» **What you need to do**
Write out, word for word, the first line of the data below and every line after it through the one containing "#[derive(Debug, Clone, Serialize, Deserialize)]".

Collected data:

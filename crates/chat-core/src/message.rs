//! Chat message record with its delivery state.

use serde::{Deserialize, Serialize};

use opencomm_session_core::{Address, Content};

use crate::types::{ChatMessageDirection, ChatMessageState, MessageId};

#[derive(Debug, Clone, Serialize, Deserialize)]
pub struct ChatMessage {
    id: MessageId,
    direction: ChatMessageDirection,
    from: Address,
    time: i64,
    content: Content,
    state: ChatMessageState,
}

impl ChatMessage {
    pub fn new(
        direction: ChatMessageDirection,
        from: Address,
        content: Content,
        time: i64,
    ) -> Self {
        Self {
            id: MessageId::new(),
            direction,
            from,
            time,
            content,
            state: ChatMessageState::Idle,
        }
    }

    pub fn id(&self) -> &MessageId {
        &self.id
    }

    pub fn direction(&self) -> ChatMessageDirection {
        self.direction
    }

    pub fn from_address(&self) -> &Address {
        &self.from
    }

    pub fn time(&self) -> i64 {
        self.time
    }

    pub fn content(&self) -> &Content {
        &self.content
    }

    pub fn state(&self) -> ChatMessageState {
        self.state
    }

    pub(crate) fn set_state(&mut self, state: ChatMessageState) -> bool {
        if self.state.can_transition_to(state) {
            self.state = state;
            true
        } else {
            false
        }
    }
}
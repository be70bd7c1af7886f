//! Chat room state, composing and delivery coordination.

use std::sync::Arc;

use parking_lot::Mutex;
use pretty_assertions::assert_eq;

use opencomm_chat_core::{
    ChatConfig, ChatError, ChatMessage, ChatMessageState, ChatMessageTransport, ChatRoom,
    ChatRoomEvent, ChatRoomId, ChatRoomListener, ChatRoomState, MessageId,
};
use opencomm_session_core::{Address, Content};

#[derive(Default)]
struct MockTransport {
    sent_messages: Mutex<Vec<(MessageId, Content)>>,
    composing_sent: Mutex<Vec<bool>>,
    receipts: Mutex<Vec<(MessageId, ChatMessageState)>>,
    fail_sends: Mutex<bool>,
}

impl MockTransport {
    fn new() -> Arc<Self> {
        Arc::new(Self::default())
    }
}

impl ChatMessageTransport for MockTransport {
    fn send_message(
        &self,
        _to: &Address,
        message: &MessageId,
        content: &Content,
    ) -> opencomm_chat_core::Result<()> {
        if *self.fail_sends.lock() {
            return Err(ChatError::transport("link down"));
        }
        self.sent_messages.lock().push((message.clone(), content.clone()));
        Ok(())
    }

    fn send_is_composing(&self, _to: &Address, composing: bool) -> opencomm_chat_core::Result<()> {
        self.composing_sent.lock().push(composing);
        Ok(())
    }

    fn send_delivery_receipt(
        &self,
        _to: &Address,
        message: &MessageId,
        state: ChatMessageState,
    ) -> opencomm_chat_core::Result<()> {
        self.receipts.lock().push((message.clone(), state));
        Ok(())
    }
}

#[derive(Default)]
struct RecordingRoomListener {
    states: Mutex<Vec<ChatRoomState>>,
    received: Mutex<Vec<MessageId>>,
    message_states: Mutex<Vec<(MessageId, ChatMessageState)>>,
    composing: Mutex<Vec<(Address, bool)>>,
}

impl ChatRoomListener for RecordingRoomListener {
    fn on_state_changed(&self, _room: &ChatRoom, state: ChatRoomState) {
        self.states.lock().push(state);
    }

    fn on_message_received(&self, _room: &ChatRoom, message: &ChatMessage) {
        self.received.lock().push(message.id().clone());
    }

    fn on_message_state_changed(&self, _room: &ChatRoom, message: &ChatMessage, state: ChatMessageState) {
        self.message_states.lock().push((message.id().clone(), state));
    }

    fn on_is_composing_received(&self, _room: &ChatRoom, from: &Address, composing: bool) {
        self.composing.lock().push((from.clone(), composing));
    }
}

fn room_with(
    transport: Arc<MockTransport>,
    listener: Arc<RecordingRoomListener>,
) -> ChatRoom {
    ChatRoom::new(
        ChatRoomId::new(Address::new("sip:me@example.org"), Address::new("sip:peer@example.org")),
        ChatConfig::default(),
        transport,
        listener,
        1000,
    )
}

fn peer() -> Address {
    Address::new("sip:peer@example.org")
}

#[test]
fn state_change_notifies_exactly_once() {
    let transport = MockTransport::new();
    let listener = Arc::new(RecordingRoomListener::default());
    let room = room_with(transport, listener.clone());

    assert_eq!(room.state(), ChatRoomState::Instantiated);
    room.set_state(ChatRoomState::CreationPending);
    room.set_state(ChatRoomState::CreationPending);
    room.set_state(ChatRoomState::Created);

    assert_eq!(
        *listener.states.lock(),
        vec![ChatRoomState::CreationPending, ChatRoomState::Created]
    );
}

#[test]
fn sending_a_message_records_it_and_stops_composing() {
    let transport = MockTransport::new();
    let listener = Arc::new(RecordingRoomListener::default());
    let room = room_with(transport.clone(), listener);

    room.compose(1000);
    assert!(room.is_composing());
    assert_eq!(*transport.composing_sent.lock(), vec![true]);

    let message = room.send_message(Content::new("text/plain", "hello"), 1002);
    assert_eq!(message.state(), ChatMessageState::InProgress);
    assert_eq!(transport.sent_messages.lock().len(), 1);
    assert!(!room.is_composing());

    // With composing stopped, the idle deadline no longer fires.
    room.iterate(1030);
    assert_eq!(*transport.composing_sent.lock(), vec![true]);

    assert_eq!(room.history().last(), Some(&ChatRoomEvent::MessageSent(message.id().clone())));
}

#[test]
fn failed_send_is_marked_not_delivered() {
    let transport = MockTransport::new();
    *transport.fail_sends.lock() = true;
    let listener = Arc::new(RecordingRoomListener::default());
    let room = room_with(transport, listener);

    let message = room.send_message(Content::new("text/plain", "hello"), 1002);
    assert_eq!(message.state(), ChatMessageState::NotDelivered);
}

#[test]
fn composing_refresh_and_idle_are_tick_driven() {
    let transport = MockTransport::new();
    let listener = Arc::new(RecordingRoomListener::default());
    let room = room_with(transport.clone(), listener);

    room.compose(1000);
    // Keep typing so only the refresh deadline passes.
    room.compose(1050);
    room.iterate(1060);
    assert_eq!(*transport.composing_sent.lock(), vec![true, true]);

    // Nothing fires between deadlines.
    room.iterate(1061);
    assert_eq!(transport.composing_sent.lock().len(), 2);

    // Silence past the idle deadline sends the idle notification.
    room.iterate(1070);
    assert_eq!(*transport.composing_sent.lock(), vec![true, true, false]);
    assert!(!room.is_composing());
}

#[test]
fn receiving_a_message_acknowledges_and_clears_remote_composing() {
    let transport = MockTransport::new();
    let listener = Arc::new(RecordingRoomListener::default());
    let room = room_with(transport.clone(), listener.clone());

    room.receive_is_composing(peer(), true, 1000);
    assert!(room.is_remote_composing());
    assert_eq!(room.composing_addresses(), vec![peer()]);

    let message = room.receive_message(peer(), Content::new("text/plain", "hi there"), 1005);

    assert!(!room.is_remote_composing());
    assert_eq!(room.unread_message_count(), 1);
    assert_eq!(*listener.received.lock(), vec![message.id().clone()]);
    // Composing cleared before the message notification.
    assert_eq!(*listener.composing.lock(), vec![(peer(), true), (peer(), false)]);
    assert_eq!(*transport.receipts.lock(), vec![(message.id().clone(), ChatMessageState::Delivered)]);
}

#[test]
fn remote_composing_expires_without_refresh() {
    let transport = MockTransport::new();
    let listener = Arc::new(RecordingRoomListener::default());
    let room = room_with(transport, listener.clone());

    room.receive_is_composing(peer(), true, 1000);
    room.iterate(1100);
    assert!(room.is_remote_composing());

    room.iterate(1120);
    assert!(!room.is_remote_composing());
    assert_eq!(listener.composing.lock().last(), Some(&(peer(), false)));
}

#[test]
fn delivery_states_progress_and_never_regress() {
    let transport = MockTransport::new();
    let listener = Arc::new(RecordingRoomListener::default());
    let room = room_with(transport, listener.clone());

    let message = room.send_message(Content::new("text/plain", "hello"), 1002);
    room.receive_delivery_notification(message.id(), ChatMessageState::Delivered).unwrap();
    room.receive_delivery_notification(message.id(), ChatMessageState::Displayed).unwrap();

    assert_eq!(
        *listener.message_states.lock(),
        vec![
            (message.id().clone(), ChatMessageState::Delivered),
            (message.id().clone(), ChatMessageState::Displayed),
        ]
    );

    // A late weaker receipt is refused and not notified.
    let result = room.receive_delivery_notification(message.id(), ChatMessageState::Delivered);
    assert!(matches!(result, Err(ChatError::InvalidDeliveryTransition { .. })));
    assert_eq!(listener.message_states.lock().len(), 2);
    assert_eq!(room.find_message(message.id()).unwrap().state(), ChatMessageState::Displayed);
}

#[test]
fn unknown_receipt_is_an_error() {
    let transport = MockTransport::new();
    let listener = Arc::new(RecordingRoomListener::default());
    let room = room_with(transport, listener);
    let unknown = MessageId::new();
    let result = room.receive_delivery_notification(&unknown, ChatMessageState::Delivered);
    assert!(matches!(result, Err(ChatError::MessageNotFound(_))));
}

#[test]
fn mark_as_read_sends_display_receipts() {
    let transport = MockTransport::new();
    let listener = Arc::new(RecordingRoomListener::default());
    let room = room_with(transport.clone(), listener);

    let first = room.receive_message(peer(), Content::new("text/plain", "one"), 1001);
    let second = room.receive_message(peer(), Content::new("text/plain", "two"), 1002);
    assert_eq!(room.unread_message_count(), 2);
    transport.receipts.lock().clear();

    room.mark_as_read();
    assert_eq!(room.unread_message_count(), 0);
    assert_eq!(
        *transport.receipts.lock(),
        vec![
            (first.id().clone(), ChatMessageState::Displayed),
            (second.id().clone(), ChatMessageState::Displayed),
        ]
    );

    // Reading an already read room does nothing.
    transport.receipts.lock().clear();
    room.mark_as_read();
    assert!(transport.receipts.lock().is_empty());
}
//! Error types for the session layer.

use crate::types::{CallState, SessionId};

/// Main result type for session operations
pub type Result<T> = std::result::Result<T, SessionError>;

/// Main error type for session operations
#[derive(Debug, Clone, thiserror::Error)]
pub enum SessionError {
    /// A state transition that would corrupt call accounting. The mutator
    /// refuses it without touching the session; callers must not continue
    /// past this error.
    #[error("fatal state transition from {from} to {to}")]
    FatalStateTransition { from: CallState, to: CallState },

    /// The session is not in a state where the operation is permitted.
    #[error("operation {operation} not permitted in state {state}")]
    InvalidState { operation: &'static str, state: CallState },

    /// The call operation handle rejected or failed a request.
    #[error("operation layer failure: {0}")]
    OpFailed(String),

    /// No operation handle is attached to the session yet.
    #[error("no call operation configured")]
    NoOp,

    /// A session referenced through the registry no longer exists.
    #[error("session not found: {0}")]
    SessionNotFound(SessionId),

    #[error("invalid address: {0}")]
    InvalidAddress(String),

    /// The owning core was torn down while the session was still reachable.
    #[error("core context destroyed")]
    CoreGone,
}

impl SessionError {
    pub fn op_failed(msg: impl Into<String>) -> Self {
        SessionError::OpFailed(msg.into())
    }

    /// True when retrying the same operation later may succeed.
    pub fn is_retryable(&self) -> bool {
        matches!(self, SessionError::InvalidState { .. } | SessionError::OpFailed(_))
    }
}
//! Unit tests for the transition guards of `set_state`.
//!
//! These exercise the mutator directly, which is not reachable from outside
//! the crate; the scenario-level coverage lives in the integration tests.

use std::sync::Arc;

use crate::config::SessionConfig;
use crate::core::CoreContext;
use crate::errors::SessionError;
use crate::testing::{incoming_session, outgoing_session, MockCallOp, MockOpFactory, RecordingListener};
use crate::types::CallState;

fn core() -> Arc<CoreContext> {
    Arc::new(CoreContext::new(SessionConfig::default()))
}

#[test]
fn identical_state_is_a_no_op_without_notification() {
    let core = core();
    let listener = RecordingListener::new();
    let factory = MockOpFactory::new();
    let session = incoming_session(&core, listener.clone(), factory, MockCallOp::new());

    session.set_state(CallState::IncomingReceived, "Incoming call received").unwrap();
    let before = listener.transitions().len();
    session.set_state(CallState::IncomingReceived, "again").unwrap();
    assert_eq!(listener.transitions().len(), before);
    assert_eq!(session.state(), CallState::IncomingReceived);
}

#[test]
fn no_resurrection_from_end_except_released() {
    let core = core();
    let listener = RecordingListener::new();
    let factory = MockOpFactory::new();
    let session = incoming_session(&core, listener.clone(), factory, MockCallOp::new());
    session.set_state(CallState::IncomingReceived, "Incoming call received").unwrap();
    session.set_state(CallState::End, "Call ended").unwrap();

    for target in [
        CallState::Idle,
        CallState::IncomingReceived,
        CallState::Connected,
        CallState::StreamsRunning,
        CallState::Error,
        CallState::Paused,
    ] {
        let result = session.set_state(target, "resurrect");
        assert!(
            matches!(result, Err(SessionError::FatalStateTransition { .. })),
            "transition to {target} must be refused"
        );
        assert_eq!(session.state(), CallState::End, "state must stay unchanged");
    }

    session.set_state(CallState::Released, "Call released").unwrap();
    assert_eq!(session.state(), CallState::Released);
}

#[test]
fn released_is_unreachable_from_active_states() {
    let core = core();
    let listener = RecordingListener::new();
    let factory = MockOpFactory::new();
    let session = incoming_session(&core, listener.clone(), factory, MockCallOp::new());
    session.set_state(CallState::IncomingReceived, "Incoming call received").unwrap();
    session.set_state(CallState::Connected, "Connected").unwrap();

    let result = session.set_state(CallState::Released, "Call released");
    assert!(matches!(result, Err(SessionError::FatalStateTransition { .. })));
    assert_eq!(session.state(), CallState::Connected);
    // The listener never observed the refused transition.
    assert!(!listener.states().contains(&CallState::Released));
}

#[test]
fn released_allowed_from_error() {
    let core = core();
    let listener = RecordingListener::new();
    let factory = MockOpFactory::new();
    let session = outgoing_session(&core, None, listener.clone(), factory);
    session.set_state(CallState::OutgoingInit, "Starting outgoing call").unwrap();
    session.set_state(CallState::Error, "Call failed").unwrap();
    session.set_state(CallState::Released, "Call released").unwrap();
    assert_eq!(session.state(), CallState::Released);
    assert_eq!(listener.released.load(std::sync::atomic::Ordering::SeqCst), 1);
}

#[test]
fn referred_is_a_pulse_not_a_state() {
    let core = core();
    let listener = RecordingListener::new();
    let factory = MockOpFactory::new();
    let session = incoming_session(&core, listener.clone(), factory, MockCallOp::new());
    session.set_state(CallState::IncomingReceived, "Incoming call received").unwrap();
    session.set_state(CallState::Connected, "Connected").unwrap();
    session.set_state(CallState::StreamsRunning, "Media streams running").unwrap();

    session.set_state(CallState::Referred, "Referred").unwrap();
    // The pulse is notified but the tracked state and message survive.
    assert_eq!(session.state(), CallState::StreamsRunning);
    assert_eq!(session.state_message(), "Media streams running");
    assert_eq!(listener.states().last(), Some(&CallState::Referred));
}

#[test]
fn end_records_duration_and_error_info_in_log() {
    let core = core();
    let listener = RecordingListener::new();
    let factory = MockOpFactory::new();
    let op = MockCallOp::new();
    let session = incoming_session(&core, listener, factory, op);
    session.set_state(CallState::IncomingReceived, "Incoming call received").unwrap();
    session.set_state(CallState::Connected, "Connected").unwrap();
    assert_ne!(session.log().connected_time(), 0);

    session.set_state(CallState::End, "Call ended").unwrap();
    let log = session.log();
    assert!(log.error_info().is_some());
    assert!(log.duration() >= 0);
}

» **Exercise solution**
filename crates/chat-core/src/message.rs
//! Chat message record with its delivery state.

use serde::{Deserialize, Serialize};

use opencomm_session_core::{Address, Content};

use crate::types::{ChatMessageDirection, ChatMessageState, MessageId};

#[derive(Debug, Clone, Serialize, Deserialize)]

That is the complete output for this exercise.